> STORED DATA:
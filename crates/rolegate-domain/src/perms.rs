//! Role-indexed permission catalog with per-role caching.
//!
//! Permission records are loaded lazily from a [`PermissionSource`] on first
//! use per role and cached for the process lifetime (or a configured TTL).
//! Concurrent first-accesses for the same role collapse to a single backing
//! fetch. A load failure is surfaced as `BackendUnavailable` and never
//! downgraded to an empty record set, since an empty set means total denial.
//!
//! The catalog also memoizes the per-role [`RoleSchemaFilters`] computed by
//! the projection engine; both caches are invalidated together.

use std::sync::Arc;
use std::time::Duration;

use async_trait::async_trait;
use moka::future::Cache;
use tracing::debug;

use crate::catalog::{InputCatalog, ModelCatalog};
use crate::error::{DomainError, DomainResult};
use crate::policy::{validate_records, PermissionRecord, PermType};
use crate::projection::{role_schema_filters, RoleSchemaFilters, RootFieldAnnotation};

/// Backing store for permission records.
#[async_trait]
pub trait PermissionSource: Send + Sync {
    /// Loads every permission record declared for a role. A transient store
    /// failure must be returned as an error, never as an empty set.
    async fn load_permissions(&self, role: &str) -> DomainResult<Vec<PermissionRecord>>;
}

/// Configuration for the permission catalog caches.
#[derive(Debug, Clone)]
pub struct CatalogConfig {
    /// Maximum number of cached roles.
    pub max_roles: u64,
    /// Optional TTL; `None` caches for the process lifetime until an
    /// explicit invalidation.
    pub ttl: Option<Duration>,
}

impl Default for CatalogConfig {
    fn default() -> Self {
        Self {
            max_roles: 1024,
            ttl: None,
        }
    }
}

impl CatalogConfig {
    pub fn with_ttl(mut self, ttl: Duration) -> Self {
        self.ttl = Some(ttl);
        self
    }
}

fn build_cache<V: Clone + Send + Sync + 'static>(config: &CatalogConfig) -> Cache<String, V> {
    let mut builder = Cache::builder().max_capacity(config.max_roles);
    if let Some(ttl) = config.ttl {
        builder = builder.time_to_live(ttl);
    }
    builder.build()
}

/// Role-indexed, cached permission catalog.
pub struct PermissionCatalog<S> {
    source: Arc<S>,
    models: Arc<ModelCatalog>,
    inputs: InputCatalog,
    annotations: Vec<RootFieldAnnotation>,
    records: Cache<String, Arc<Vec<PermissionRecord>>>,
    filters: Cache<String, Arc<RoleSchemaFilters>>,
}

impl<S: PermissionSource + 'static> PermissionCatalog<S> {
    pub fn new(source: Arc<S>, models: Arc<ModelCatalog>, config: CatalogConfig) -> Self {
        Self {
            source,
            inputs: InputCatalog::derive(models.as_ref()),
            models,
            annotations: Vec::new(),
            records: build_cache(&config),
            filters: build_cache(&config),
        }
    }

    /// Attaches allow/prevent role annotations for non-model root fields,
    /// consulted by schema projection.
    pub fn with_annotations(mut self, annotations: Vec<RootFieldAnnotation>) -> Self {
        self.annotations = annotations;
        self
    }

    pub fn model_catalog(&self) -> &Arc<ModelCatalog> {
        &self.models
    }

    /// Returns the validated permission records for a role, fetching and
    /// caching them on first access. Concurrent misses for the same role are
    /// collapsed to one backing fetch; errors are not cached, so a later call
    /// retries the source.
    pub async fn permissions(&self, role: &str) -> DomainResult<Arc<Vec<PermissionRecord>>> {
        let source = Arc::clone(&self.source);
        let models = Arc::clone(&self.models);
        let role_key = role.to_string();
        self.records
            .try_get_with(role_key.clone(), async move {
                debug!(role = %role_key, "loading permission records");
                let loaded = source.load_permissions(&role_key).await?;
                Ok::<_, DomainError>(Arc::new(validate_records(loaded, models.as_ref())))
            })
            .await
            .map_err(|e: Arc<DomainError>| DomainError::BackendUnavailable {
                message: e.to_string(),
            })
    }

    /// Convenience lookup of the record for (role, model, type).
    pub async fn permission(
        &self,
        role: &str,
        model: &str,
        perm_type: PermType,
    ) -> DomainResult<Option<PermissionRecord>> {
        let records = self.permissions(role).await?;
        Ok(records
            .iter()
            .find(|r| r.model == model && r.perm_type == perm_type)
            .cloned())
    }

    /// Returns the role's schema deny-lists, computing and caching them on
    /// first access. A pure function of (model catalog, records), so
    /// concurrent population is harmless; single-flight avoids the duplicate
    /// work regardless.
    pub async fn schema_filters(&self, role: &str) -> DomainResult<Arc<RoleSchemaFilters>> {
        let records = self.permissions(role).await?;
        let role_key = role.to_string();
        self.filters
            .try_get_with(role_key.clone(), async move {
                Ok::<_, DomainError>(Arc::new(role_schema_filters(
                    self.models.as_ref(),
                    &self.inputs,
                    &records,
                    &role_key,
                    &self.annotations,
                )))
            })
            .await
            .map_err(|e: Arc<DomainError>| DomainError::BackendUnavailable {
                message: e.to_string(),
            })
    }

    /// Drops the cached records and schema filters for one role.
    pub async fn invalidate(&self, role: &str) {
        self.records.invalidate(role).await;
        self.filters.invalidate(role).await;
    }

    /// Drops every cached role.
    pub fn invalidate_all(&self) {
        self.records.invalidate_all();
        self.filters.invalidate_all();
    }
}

--

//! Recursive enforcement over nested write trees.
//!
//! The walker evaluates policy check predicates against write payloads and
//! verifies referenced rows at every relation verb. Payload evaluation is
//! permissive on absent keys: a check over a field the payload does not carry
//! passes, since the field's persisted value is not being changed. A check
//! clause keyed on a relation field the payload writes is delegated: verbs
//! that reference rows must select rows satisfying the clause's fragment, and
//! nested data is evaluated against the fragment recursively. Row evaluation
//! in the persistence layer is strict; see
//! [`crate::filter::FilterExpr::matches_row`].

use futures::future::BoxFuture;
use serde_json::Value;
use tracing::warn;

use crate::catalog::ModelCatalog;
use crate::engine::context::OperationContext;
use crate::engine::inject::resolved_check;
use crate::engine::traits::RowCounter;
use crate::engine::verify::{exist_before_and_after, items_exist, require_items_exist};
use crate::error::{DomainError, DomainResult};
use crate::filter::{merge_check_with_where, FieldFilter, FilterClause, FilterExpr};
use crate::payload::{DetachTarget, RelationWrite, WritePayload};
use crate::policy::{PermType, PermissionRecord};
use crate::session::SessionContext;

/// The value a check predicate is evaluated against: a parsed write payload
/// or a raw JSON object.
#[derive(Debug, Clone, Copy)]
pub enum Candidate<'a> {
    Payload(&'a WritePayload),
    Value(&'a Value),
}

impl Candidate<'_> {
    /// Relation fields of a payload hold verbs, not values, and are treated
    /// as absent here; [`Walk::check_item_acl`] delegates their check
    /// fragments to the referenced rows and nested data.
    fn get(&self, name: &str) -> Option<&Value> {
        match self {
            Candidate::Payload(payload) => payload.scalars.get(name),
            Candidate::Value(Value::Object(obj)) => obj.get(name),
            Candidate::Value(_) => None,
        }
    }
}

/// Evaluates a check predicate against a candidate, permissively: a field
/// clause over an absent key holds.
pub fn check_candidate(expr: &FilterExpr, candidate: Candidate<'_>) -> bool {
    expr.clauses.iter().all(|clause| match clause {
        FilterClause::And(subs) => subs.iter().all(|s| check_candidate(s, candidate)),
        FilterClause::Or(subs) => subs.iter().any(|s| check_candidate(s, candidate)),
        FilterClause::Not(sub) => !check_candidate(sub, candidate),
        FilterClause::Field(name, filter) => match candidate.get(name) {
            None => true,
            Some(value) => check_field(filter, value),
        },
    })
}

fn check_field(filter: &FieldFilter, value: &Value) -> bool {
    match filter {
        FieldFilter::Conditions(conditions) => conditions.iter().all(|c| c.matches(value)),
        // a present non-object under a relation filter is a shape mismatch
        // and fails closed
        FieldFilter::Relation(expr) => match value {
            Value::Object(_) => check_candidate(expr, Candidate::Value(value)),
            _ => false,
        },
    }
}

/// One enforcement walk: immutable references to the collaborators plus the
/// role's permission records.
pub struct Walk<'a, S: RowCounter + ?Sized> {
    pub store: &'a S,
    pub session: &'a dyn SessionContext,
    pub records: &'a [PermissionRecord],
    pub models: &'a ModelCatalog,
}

> TASK STATEMENT: In the listing above, locate the line containing "#[derive(Debug, Clone)]" and the line containing "impl Default for". Transcribe those two lines and everything between them, exactly as written.

> EXERCISE SOLUTION:
#[derive(Debug, Clone)]
pub struct CatalogConfig {
    /// Maximum number of cached roles.
    pub max_roles: u64,
    /// Optional TTL; `None` caches for the process lifetime until an
    /// explicit invalidation.
    pub ttl: Option<Duration>,
}

impl Default for CatalogConfig {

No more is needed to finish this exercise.